Work to complete> Your answer must be one number: the count of lines below that hold the word "CurveError".

[Saved entries]

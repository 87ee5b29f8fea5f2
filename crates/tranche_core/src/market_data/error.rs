//! Discount-curve error types.

use thiserror::Error;

/// Errors raised by discount-curve lookups and construction.
///
/// # Examples
/// ```
/// use tranche_core::market_data::CurveError;
///
/// let err = CurveError::InvalidMaturity { t: -1.5 };
/// assert_eq!(format!("{}", err), "Invalid maturity: t = -1.5");
/// ```
#[derive(Error, Debug, Clone, PartialEq)]
pub enum CurveError {
    /// Negative or non-finite maturity.
    #[error("Invalid maturity: t = {t}")]
    InvalidMaturity {
        /// Requested maturity
        t: f64,
    },

    /// Too few pillars to build a curve.
    #[error("Insufficient data: got {got}, need {need}")]
    InsufficientData {
        /// Pillars supplied
        got: usize,
        /// Pillars required
        need: usize,
    },

    /// Pillar times are not strictly increasing, or factors are not positive.
    #[error("Invalid pillar at index {index}: {reason}")]
    InvalidPillar {
        /// Offending pillar
        index: usize,
        /// Why it was rejected
        reason: String,
    },
}
//! Criterion benchmarks for the tranche_pricing scenario engine.
//!
//! Benchmarks cover:
//! - Correlated scenario generation with varying factor counts
//! - Full single-scenario evaluation (paths, structural default, waterfall)
//! - Per-period state recording overhead

use criterion::{black_box, criterion_group, criterion_main, BenchmarkId, Criterion};
use tranche_models::baseline::BaselineInput;
use tranche_models::credit::{AbsolutePriorityRecovery, AssetValueParams, RegimeParams};
use tranche_models::instruments::{Coupon, DsraConfig, Seniority, Tranche};
use tranche_pricing::generator::{FactorSpec, GeneratorConfig, Marginal, RiskFactor};
use tranche_pricing::{ScenarioEvaluator, SimulationContext};

/// Build a context over `n_periods` with a three-tranche structure.
fn context(n_periods: usize, with_asset: bool) -> SimulationContext {
    let mut factors = vec![
        FactorSpec::level(
            RiskFactor::RevenueGrowth,
            Marginal::LogNormal {
                mu: None,
                sigma: 0.15,
            },
        ),
        FactorSpec::level(
            RiskFactor::OpexInflation,
            Marginal::LogNormal {
                mu: None,
                sigma: 0.10,
            },
        ),
    ];
    if with_asset {
        factors.push(FactorSpec::level(
            RiskFactor::AssetValue,
            Marginal::Normal {
                mean: 0.0,
                std_dev: 1.0,
            },
        ));
    }
    let n_factors = factors.len();
    let correlation = (0..n_factors)
        .map(|i| {
            (0..n_factors)
                .map(|j| if i == j { 1.0 } else { 0.3 })
                .collect()
        })
        .collect();

    let mut builder = SimulationContext::builder()
        .baseline(BaselineInput {
            revenue: Some(vec![100.0; n_periods]),
            opex: Some(vec![40.0; n_periods]),
            ..BaselineInput::default()
        })
        .tranches(vec![
            Tranche::new("senior", Seniority::Senior, 150.0, Coupon::Fixed { rate: 0.05 }, n_periods),
            Tranche::new("mezzanine", Seniority::Mezzanine, 60.0, Coupon::Fixed { rate: 0.08 }, n_periods),
            Tranche::new("junior", Seniority::Subordinated, 40.0, Coupon::Fixed { rate: 0.11 }, n_periods),
        ])
        .equity_investment(100.0)
        .dsra(DsraConfig {
            initial_balance: 20.0,
            target_coverage: 1.0,
        })
        .generator(GeneratorConfig {
            factors,
            correlation: Some(correlation),
            antithetic: true,
            ..GeneratorConfig::default()
        });
    if with_asset {
        builder = builder.asset(AssetValueParams {
            initial_value: 400.0,
            barrier_ratio: 1.0,
            systematic_loading: 0.5,
            normal: RegimeParams {
                drift: 0.03,
                volatility: 0.2,
            },
            stress: RegimeParams {
                drift: -0.05,
                volatility: 0.35,
            },
            divergence_tolerance: 0.05,
        });
    }
    builder.build().unwrap()
}

/// Benchmark scenario generation.
fn bench_generation(c: &mut Criterion) {
    let mut group = c.benchmark_group("scenario_generation");

    for n_periods in [10, 25, 50] {
        let ctx = context(n_periods, true);
        let plan = ctx.plan(1000).unwrap();
        group.bench_with_input(BenchmarkId::new("generate", n_periods), &ctx, |b, ctx| {
            let mut i = 0;
            b.iter(|| {
                i = (i + 1) % 1000;
                ctx.generator().generate(black_box(42), &plan.slot(i))
            });
        });
    }

    group.finish();
}

/// Benchmark a full scenario evaluation with and without structural default.
fn bench_evaluation(c: &mut Criterion) {
    let mut group = c.benchmark_group("scenario_evaluation");
    let recovery = AbsolutePriorityRecovery::default();

    for (label, with_asset) in [("cash_only", false), ("structural", true)] {
        for n_periods in [10, 25] {
            let ctx = context(n_periods, with_asset);
            let plan = ctx.plan(1000).unwrap();
            let evaluator = ScenarioEvaluator::new(&ctx, &recovery, 42);
            group.bench_with_input(
                BenchmarkId::new(label, n_periods),
                &evaluator,
                |b, evaluator| {
                    let mut i = 0;
                    b.iter(|| {
                        i = (i + 1) % 1000;
                        evaluator.evaluate(black_box(&plan.slot(i)))
                    });
                },
            );
        }
    }

    group.finish();
}

/// Benchmark evaluation with per-period state recording.
fn bench_state_recording(c: &mut Criterion) {
    let mut group = c.benchmark_group("state_recording");
    let recovery = AbsolutePriorityRecovery::default();
    let ctx = context(25, true);
    let plan = ctx.plan(1000).unwrap();
    let evaluator = ScenarioEvaluator::new(&ctx, &recovery, 42);
    let slot = plan.slot(7);

    group.bench_function("summary", |b| b.iter(|| evaluator.evaluate(black_box(&slot))));
    group.bench_function("states", |b| {
        b.iter(|| evaluator.evaluate_states(black_box(&slot)))
    });

    group.finish();
}

criterion_group!(
    benches,
    bench_generation,
    bench_evaluation,
    bench_state_recording
);
criterion_main!(benches);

Result> 3